### Task directions
Copy the data exactly, line for line.

### Record extracts
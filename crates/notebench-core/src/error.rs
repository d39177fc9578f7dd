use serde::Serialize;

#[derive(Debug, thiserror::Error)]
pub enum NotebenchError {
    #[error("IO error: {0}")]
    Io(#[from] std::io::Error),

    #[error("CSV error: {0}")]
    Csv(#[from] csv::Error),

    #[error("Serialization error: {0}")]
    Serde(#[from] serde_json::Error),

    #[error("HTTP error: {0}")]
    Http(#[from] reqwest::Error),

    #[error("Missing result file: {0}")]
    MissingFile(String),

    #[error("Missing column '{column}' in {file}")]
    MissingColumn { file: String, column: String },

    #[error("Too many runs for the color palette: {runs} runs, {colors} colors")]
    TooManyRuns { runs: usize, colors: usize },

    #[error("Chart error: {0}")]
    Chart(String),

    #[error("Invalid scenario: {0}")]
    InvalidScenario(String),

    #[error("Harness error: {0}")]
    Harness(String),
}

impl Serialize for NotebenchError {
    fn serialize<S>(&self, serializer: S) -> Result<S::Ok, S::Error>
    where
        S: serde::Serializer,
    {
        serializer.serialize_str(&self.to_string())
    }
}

### Written solution
filename crates/notebench-core/src/error.rs
repository d39177fc9578f7dd
use serde::Serialize;

#[derive(Debug, thiserror::Error)]
pub enum NotebenchError {
    #[error("IO error: {0}")]
    Io(#[from] std::io::Error),

    #[error("CSV error: {0}")]
    Csv(#[from] csv::Error),

    #[error("Serialization error: {0}")]
    Serde(#[from] serde_json::Error),

    #[error("HTTP error: {0}")]
    Http(#[from] reqwest::Error),

    #[error("Missing result file: {0}")]
    MissingFile(String),

    #[error("Missing column '{column}' in {file}")]
    MissingColumn { file: String, column: String },

    #[error("Too many runs for the color palette: {runs} runs, {colors} colors")]
    TooManyRuns { runs: usize, colors: usize },

    #[error("Chart error: {0}")]
    Chart(String),

    #[error("Invalid scenario: {0}")]
    InvalidScenario(String),

    #[error("Harness error: {0}")]
    Harness(String),
}

impl Serialize for NotebenchError {
    fn serialize<S>(&self, serializer: S) -> Result<S::Ok, S::Error>
    where
        S: serde::Serializer,
    {
        serializer.serialize_str(&self.to_string())
    }
}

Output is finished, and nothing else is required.